COPA says Craig Wright used ChatGPT to write court submissions
An amended appeal notice submitted by Craig Wright and released last Friday by lawyers working for the Crypto Open Patent Alliance (COPA) allegedly contains ChatGPT “hallucinations” and fake AI-generated Bitcoin code.
The documents were shared by Bird & Bird on behalf of COPA, which has accused Wright of contempt of court. In a claim filed last week, the alliance said that Wright breached an injunction when he removed an online notice and launched his lawsuit against Jack Dorsey’s Square Up and BTC Core.
According to the affidavit, “Since Dr. Wright began corresponding on his own behalf, it struck us early on that his documents appeared to be written in the style of ChatGPT.”

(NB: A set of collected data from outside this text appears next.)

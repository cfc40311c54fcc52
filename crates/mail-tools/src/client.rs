use reqwest::header::CONTENT_TYPE;
use serde_json::{Map, Value};
use tracing::{debug, info, instrument, warn};
use url::Url;

use crate::{InvokeRequest, MailError, MailOperation, MailProxyConfig};

/// Client that forwards tool invocations to the mail invoke endpoint.
///
/// Holds a pooled HTTP client and is safe to share across concurrent calls.
/// Every call is a single POST: no retries and no timeout beyond the
/// transport defaults.
#[derive(Debug, Clone)]
pub struct MailProxyClient {
    http: reqwest::Client,
    invoke_url: Url,
}

impl MailProxyClient {
    /// Create a new client with the given configuration.
    pub fn new(config: MailProxyConfig) -> Result<Self, MailError> {
        let http = reqwest::Client::builder()
            .user_agent(concat!("mail-tools/", env!("CARGO_PKG_VERSION")))
            .build()?;

        info!(endpoint = %config.invoke_url, "Created mail proxy client");

        Ok(Self {
            http,
            invoke_url: config.invoke_url,
        })
    }

    /// Endpoint every invocation is sent to.
    pub fn endpoint(&self) -> &Url {
        &self.invoke_url
    }

    /// Validate `args` for `op` and forward the call.
    ///
    /// Invalid arguments are rejected before any request is made. This is
    /// the only way to reach the endpoint, so the tool identifier is always
    /// one of the known [`MailOperation`]s.
    pub async fn forward(
        &self,
        op: MailOperation,
        args: &Map<String, Value>,
        ctx: &Map<String, Value>,
    ) -> Result<Value, MailError> {
        op.schema().validate(args)?;
        self.send(op.remote_id(), args, ctx).await
    }

    /// POST one invocation. A 2xx body that is not JSON comes back as
    /// `{"raw": <text>}`.
    #[instrument(skip(self, args, ctx), fields(endpoint = %self.invoke_url))]
    async fn send(
        &self,
        tool: &str,
        args: &Map<String, Value>,
        ctx: &Map<String, Value>,
    ) -> Result<Value, MailError> {
        let body = serde_json::to_vec(&InvokeRequest { tool, ctx, args })?;

        debug!("Invoking '{}' with {} args", tool, args.len());

        let response = self
            .http
            .post(self.invoke_url.clone())
            .header(CONTENT_TYPE, "application/json")
            .body(body)
            .send()
            .await?;

        let status = response.status();
        let text = response.text().await?;

        debug!(
            "Invoke '{}' returned status {} ({} bytes)",
            tool,
            status,
            text.len()
        );

        if !status.is_success() {
            warn!("mcp-mail invoke '{}' failed with status {}", tool, status);
            return Err(MailError::Remote {
                status: status.as_u16(),
                body: text,
            });
        }

        Ok(parse_body(text))
    }
}

/// Parse a success body, falling back to a raw-text wrapper.
fn parse_body(text: String) -> Value {
    match serde_json::from_str(&text) {
        Ok(value) => value,
        Err(e) => {
            warn!("mcp-mail returned a non-JSON body: {}", e);
            let mut wrapper = Map::new();
            wrapper.insert("raw".to_string(), Value::String(text));
            Value::Object(wrapper)
        }
    }
}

“On one occasion when corresponding with the Court, he appeared to accidentally copy and paste not only the output from ChatGPT, but also the prompt that he had submitted,” Bird & Bird added.
Mark Hunter, co-presenter of the Dr Bitcoin podcast, has shared a screenshot showcasing one such email with ChatGPT text included.
Good morning to you too, ChatGPT.
h/t: @bitnorbert https://t.co/vNksGseWua pic.twitter.com/78EaNUAU3y
— Mark Hunter (@Twentynothing00) November 5, 2024
Read more: Craig Wright says autism and Christmas plans should keep him out of court
Additionally, 16 links to various CoinDesk, The Block, Bitmex research, and other articles that have been cited as evidence within Wright’s appeal were broken and apparently made up.
Reddit user StealthyExcellent claims to have assessed Wright’s appeal, noting, “These are not just broken links. They appear to be made up completely by Craig, or most likely hallucinated by Craig’s ChatGPT bot.”
Wright also seemingly used ChatGPT to write fake Bitcoin code and make up extra lines of code within his appeal.
Using ChatGPT is no different than consulting a dictionary, a research article, or any other resource to refine and express my thoughts.
What I write I write myself. The tools I use in doing research as separate matter. Next, the argument will be my use of Dragon voice type it…
— S Tominaga (@CsTominaga) November 5, 2024
Today Craig Wright took to X (formerly Twitter) to defend his use of ChatGPT.
Lawyers representing COPA previously claimed that Wright had used ChatGPT to forge documents during his high court case “due to the pressure of time.” They also found evidence of ChatGPT’s use in documents that were dated before the creation of the AI software.